WHAT THE TASK REQUIRES:
Down to the final line, write out the data below exactly.

====

//! Read a remote over JSON-RPC 2.0 (HTTP POST).
//!
//! Every remote capability maps to one method (renameable with [Methods]):
//!
//! * `getSiteInfo(site)` returns `{rootAddress, depth, totalSize}` (tree sites).
//! * `getChunkCount(site)` returns the number of chunks (flat sites).
//! * `resolveChunk(site, index)` returns the address of a chunk (flat sites).
//! * `read(address)` returns a payload, either hex-encoded or as text (see [PayloadFormat]).
//!
//! Addresses are always sent and received as `0x`-prefixed hex. A single call is a single
//! attempt: retries are left to the caller.

use crate::{Address, Descriptor, Directory, Reader, Site};
use bytes::Bytes;
use commonware_utils::from_hex_formatted;
use serde::{Deserialize, Serialize};
use serde_json::{json, Value};
use std::{
    sync::{
        atomic::{AtomicU64, Ordering},
        Arc,
    },
    time::Duration,
};
use thiserror::Error;
use tracing::trace;

/// Errors that can occur when calling the remote.
#[derive(Error, Debug)]
pub enum Error {
    #[error("http error: {0}")]
    Http(#[from] reqwest::Error),
    #[error("rpc error {code}: {message}")]
    Rpc { code: i64, message: String },
    #[error("invalid response: {0}")]
    InvalidResponse(String),
    #[error("missing result")]
    MissingResult,
}

/// Names of the remote methods.
#[derive(Clone, Debug, PartialEq, Eq)]
pub struct Methods {
    pub site_info: String,
    pub chunk_count: String,
    pub resolve_chunk: String,
    pub read: String,
}

impl Default for Methods {
    fn default() -> Self {
        Self {
            site_info: "getSiteInfo".into(),
            chunk_count: "getChunkCount".into(),
            resolve_chunk: "resolveChunk".into(),
            read: "read".into(),
        }
    }
}

/// How the chunks of a site are addressed.
#[derive(Clone, Copy, Debug, Default, PartialEq, Eq)]
pub enum Mode {
    /// Look up the root of a tree with `getSiteInfo`.
    #[default]
    Tree,

    /// Look up each chunk by index with `getChunkCount` and `resolveChunk`.
    Flat,
}

/// How `read` encodes payloads.
#[derive(Clone, Copy, Debug, Default, PartialEq, Eq)]
pub enum PayloadFormat {
    /// Hex string (with or without a `0x` prefix).
    #[default]
    Hex,

    /// Text string, used as-is.
    Text,
}

/// Configuration for a [Client].
#[derive(Clone, Debug)]
pub struct Config {
    /// URL requests are posted to.
    pub endpoint: String,

    /// Address identifying the document.
    pub site: Address,

    /// How the chunks of the site are addressed.
    pub mode: Mode,

    /// Names of the remote methods.
    pub methods: Methods,

    /// How `read` encodes payloads.
    pub payload: PayloadFormat,

    /// Maximum duration of a single request.
    pub request_timeout: Duration,
}

impl Config {
    /// Creates a configuration for a tree site with the default method names.
    pub fn new(endpoint: impl Into<String>, site: Address) -> Self {
        Self {
            endpoint: endpoint.into(),
            site,
            mode: Mode::Tree,
            methods: Methods::default(),
            payload: PayloadFormat::Hex,
            request_timeout: Duration::from_secs(10),
        }
    }
}

#[derive(Serialize)]
struct Request<'a> {
    jsonrpc: &'static str,
    id: u64,
    method: &'a str,
    params: Value,
}

#[derive(Deserialize)]
struct Response {
    #[serde(default)]
    result: Option<Value>,
    #[serde(default)]
    error: Option<Failure>,
}

#[derive(Deserialize)]
struct Failure {
    code: i64,
    message: String,
}

#[derive(Deserialize)]
#[serde(rename_all = "camelCase")]
struct SiteInfo {
    root_address: String,
    depth: u32,
    total_size: u64,
}

/// A remote reachable over JSON-RPC.
#[derive(Clone)]
pub struct Client {
    http: reqwest::Client,
    cfg: Arc<Config>,
    id: Arc<AtomicU64>,
}

impl Client {
    /// Creates a client for the remote described by `cfg`.
    pub fn new(cfg: Config) -> Result<Self, Error> {
        let http = reqwest::Client::builder()
            .timeout(cfg.request_timeout)
            .build()?;
        Ok(Self {
            http,
            cfg: Arc::new(cfg),
            id: Arc::new(AtomicU64::new(1)),
        })
    }

    async fn call(&self, method: &str, params: Value) -> Result<Value, Error> {
        let id = self.id.fetch_add(1, Ordering::Relaxed);
        let request = Request {
            jsonrpc: "2.0",
            id,
            method,
            params,
        };
        trace!(id, method, "sending request");
        let response: Response = self
            .http
            .post(&self.cfg.endpoint)
            .json(&request)
            .send()
            .await?
            .error_for_status()?
            .json()
            .await?;
        into_result(response)
    }
}

impl Reader for Client {
    type Error = Error;

    async fn read(&mut self, address: Address) -> Result<Bytes, Error> {
        let value = self
            .call(&self.cfg.methods.read, json!([address.to_string()]))
            .await?;
        parse_payload(value, self.cfg.payload)
    }
}

impl Directory for Client {
    type Error = Error;

    async fn site(&mut self) -> Result<Site, Error> {
        let site = json!([self.cfg.site.to_string()]);
        match self.cfg.mode {
            Mode::Tree => {
                let value = self.call(&self.cfg.methods.site_info, site).await?;
                parse_site(value).map(Site::Tree)
            }
            Mode::Flat => {
                let value = self.call(&self.cfg.methods.chunk_count, site).await?;
                parse_count(&value).map(|count| Site::Flat { count })
            }
        }
    }

    async fn resolve(&mut self, index: u64) -> Result<Address, Error> {
        let params = json!([self.cfg.site.to_string(), index]);
        let value = self
            .call(&self.cfg.methods.resolve_chunk, params)
            .await?;
        parse_address(&value)
    }
}

/// Extracts the result of a response, surfacing any error object.
fn into_result(response: Response) -> Result<Value, Error> {
    if let Some(failure) = response.error {
        return Err(Error::Rpc {
            code: failure.code,
            message: failure.message,
        });
    }
    match response.result {
        None | Some(Value::Null) => Err(Error::MissingResult),
        Some(value) => Ok(value),
    }
}

fn parse_address(value: &Value) -> Result<Address, Error> {
    let encoded = value
        .as_str()
        .ok_or_else(|| Error::InvalidResponse(format!("expected address, got {value}")))?;
    encoded
        .parse()
        .map_err(|err| Error::InvalidResponse(format!("invalid address {encoded}: {err}")))
}

fn parse_count(value: &Value) -> Result<u64, Error> {
    match value {
        Value::Number(number) => number.as_u64(),
        Value::String(encoded) => encoded.parse().ok(),
        _ => None,
    }
    .ok_or_else(|| Error::InvalidResponse(format!("expected count, got {value}")))
}

fn parse_site(value: Value) -> Result<Descriptor, Error> {
    let info: SiteInfo = serde_json::from_value(value)
        .map_err(|err| Error::InvalidResponse(format!("invalid site info: {err}")))?;
    let root = parse_address(&Value::String(info.root_address))?;
    Ok(Descriptor {
        root,
        depth: info.depth,
        total_size: info.total_size,
    })
}

fn parse_payload(value: Value, format: PayloadFormat) -> Result<Bytes, Error> {
    let encoded = match value {
        Value::String(encoded) => encoded,
        other => {
            return Err(Error::InvalidResponse(format!(
                "expected payload, got {other}"
            )))
        }
    };
    match format {
        PayloadFormat::Text => Ok(Bytes::from(encoded)),
        PayloadFormat::Hex => from_hex_formatted(&encoded)
            .map(Bytes::from)
            .ok_or_else(|| Error::InvalidResponse("payload is not hex".into())),
    }
}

====

ANSWER BELOW:
//! Read a remote over JSON-RPC 2.0 (HTTP POST).
//!
//! Every remote capability maps to one method (renameable with [Methods]):
//!
//! * `getSiteInfo(site)` returns `{rootAddress, depth, totalSize}` (tree sites).
//! * `getChunkCount(site)` returns the number of chunks (flat sites).
//! * `resolveChunk(site, index)` returns the address of a chunk (flat sites).
//! * `read(address)` returns a payload, either hex-encoded or as text (see [PayloadFormat]).
//!
//! Addresses are always sent and received as `0x`-prefixed hex. A single call is a single
//! attempt: retries are left to the caller.

use crate::{Address, Descriptor, Directory, Reader, Site};
use bytes::Bytes;
use commonware_utils::from_hex_formatted;
use serde::{Deserialize, Serialize};
use serde_json::{json, Value};
use std::{
    sync::{
        atomic::{AtomicU64, Ordering},
        Arc,
    },
    time::Duration,
};
use thiserror::Error;
use tracing::trace;

/// Errors that can occur when calling the remote.
#[derive(Error, Debug)]
pub enum Error {
    #[error("http error: {0}")]
    Http(#[from] reqwest::Error),
    #[error("rpc error {code}: {message}")]
    Rpc { code: i64, message: String },
    #[error("invalid response: {0}")]
    InvalidResponse(String),
    #[error("missing result")]
    MissingResult,
}

/// Names of the remote methods.
#[derive(Clone, Debug, PartialEq, Eq)]
pub struct Methods {
    pub site_info: String,
    pub chunk_count: String,
    pub resolve_chunk: String,
    pub read: String,
}

impl Default for Methods {
    fn default() -> Self {
        Self {
            site_info: "getSiteInfo".into(),
            chunk_count: "getChunkCount".into(),
            resolve_chunk: "resolveChunk".into(),
            read: "read".into(),
        }
    }
}

/// How the chunks of a site are addressed.
#[derive(Clone, Copy, Debug, Default, PartialEq, Eq)]
pub enum Mode {
    /// Look up the root of a tree with `getSiteInfo`.
    #[default]
    Tree,

    /// Look up each chunk by index with `getChunkCount` and `resolveChunk`.
    Flat,
}

/// How `read` encodes payloads.
#[derive(Clone, Copy, Debug, Default, PartialEq, Eq)]
pub enum PayloadFormat {
    /// Hex string (with or without a `0x` prefix).
    #[default]
    Hex,

    /// Text string, used as-is.
    Text,
}

/// Configuration for a [Client].
#[derive(Clone, Debug)]
pub struct Config {
    /// URL requests are posted to.
    pub endpoint: String,

    /// Address identifying the document.
    pub site: Address,

    /// How the chunks of the site are addressed.
    pub mode: Mode,

    /// Names of the remote methods.
    pub methods: Methods,

    /// How `read` encodes payloads.
    pub payload: PayloadFormat,

    /// Maximum duration of a single request.
    pub request_timeout: Duration,
}

impl Config {
    /// Creates a configuration for a tree site with the default method names.
    pub fn new(endpoint: impl Into<String>, site: Address) -> Self {
        Self {
            endpoint: endpoint.into(),
            site,
            mode: Mode::Tree,
            methods: Methods::default(),
            payload: PayloadFormat::Hex,
            request_timeout: Duration::from_secs(10),
        }
    }
}

#[derive(Serialize)]
struct Request<'a> {
    jsonrpc: &'static str,
    id: u64,
    method: &'a str,
    params: Value,
}

#[derive(Deserialize)]
struct Response {
    #[serde(default)]
    result: Option<Value>,
    #[serde(default)]
    error: Option<Failure>,
}

#[derive(Deserialize)]
struct Failure {
    code: i64,
    message: String,
}

#[derive(Deserialize)]
#[serde(rename_all = "camelCase")]
struct SiteInfo {
    root_address: String,
    depth: u32,
    total_size: u64,
}

/// A remote reachable over JSON-RPC.
#[derive(Clone)]
pub struct Client {
    http: reqwest::Client,
    cfg: Arc<Config>,
    id: Arc<AtomicU64>,
}

impl Client {
    /// Creates a client for the remote described by `cfg`.
    pub fn new(cfg: Config) -> Result<Self, Error> {
        let http = reqwest::Client::builder()
            .timeout(cfg.request_timeout)
            .build()?;
        Ok(Self {
            http,
            cfg: Arc::new(cfg),
            id: Arc::new(AtomicU64::new(1)),
        })
    }

    async fn call(&self, method: &str, params: Value) -> Result<Value, Error> {
        let id = self.id.fetch_add(1, Ordering::Relaxed);
        let request = Request {
            jsonrpc: "2.0",
            id,
            method,
            params,
        };
        trace!(id, method, "sending request");
        let response: Response = self
            .http
            .post(&self.cfg.endpoint)
            .json(&request)
            .send()
            .await?
            .error_for_status()?
            .json()
            .await?;
        into_result(response)
    }
}

impl Reader for Client {
    type Error = Error;

    async fn read(&mut self, address: Address) -> Result<Bytes, Error> {
        let value = self
            .call(&self.cfg.methods.read, json!([address.to_string()]))
            .await?;
        parse_payload(value, self.cfg.payload)
    }
}

impl Directory for Client {
    type Error = Error;

    async fn site(&mut self) -> Result<Site, Error> {
        let site = json!([self.cfg.site.to_string()]);
        match self.cfg.mode {
            Mode::Tree => {
                let value = self.call(&self.cfg.methods.site_info, site).await?;
                parse_site(value).map(Site::Tree)
            }
            Mode::Flat => {
                let value = self.call(&self.cfg.methods.chunk_count, site).await?;
                parse_count(&value).map(|count| Site::Flat { count })
            }
        }
    }

    async fn resolve(&mut self, index: u64) -> Result<Address, Error> {
        let params = json!([self.cfg.site.to_string(), index]);
        let value = self
            .call(&self.cfg.methods.resolve_chunk, params)
            .await?;
        parse_address(&value)
    }
}

/// Extracts the result of a response, surfacing any error object.
fn into_result(response: Response) -> Result<Value, Error> {
    if let Some(failure) = response.error {
        return Err(Error::Rpc {
            code: failure.code,
            message: failure.message,
        });
    }
    match response.result {
        None | Some(Value::Null) => Err(Error::MissingResult),
        Some(value) => Ok(value),
    }
}

fn parse_address(value: &Value) -> Result<Address, Error> {
    let encoded = value
        .as_str()
        .ok_or_else(|| Error::InvalidResponse(format!("expected address, got {value}")))?;
    encoded
        .parse()
        .map_err(|err| Error::InvalidResponse(format!("invalid address {encoded}: {err}")))
}

fn parse_count(value: &Value) -> Result<u64, Error> {
    match value {
        Value::Number(number) => number.as_u64(),
        Value::String(encoded) => encoded.parse().ok(),
        _ => None,
    }
    .ok_or_else(|| Error::InvalidResponse(format!("expected count, got {value}")))
}

fn parse_site(value: Value) -> Result<Descriptor, Error> {
    let info: SiteInfo = serde_json::from_value(value)
        .map_err(|err| Error::InvalidResponse(format!("invalid site info: {err}")))?;
    let root = parse_address(&Value::String(info.root_address))?;
    Ok(Descriptor {
        root,
        depth: info.depth,
        total_size: info.total_size,
    })
}

fn parse_payload(value: Value, format: PayloadFormat) -> Result<Bytes, Error> {
    let encoded = match value {
        Value::String(encoded) => encoded,
        other => {
            return Err(Error::InvalidResponse(format!(
                "expected payload, got {other}"
            )))
        }
    };
    match format {
        PayloadFormat::Text => Ok(Bytes::from(encoded)),
        PayloadFormat::Hex => from_hex_formatted(&encoded)
            .map(Bytes::from)
            .ok_or_else(|| Error::InvalidResponse("payload is not hex".into())),
    }
}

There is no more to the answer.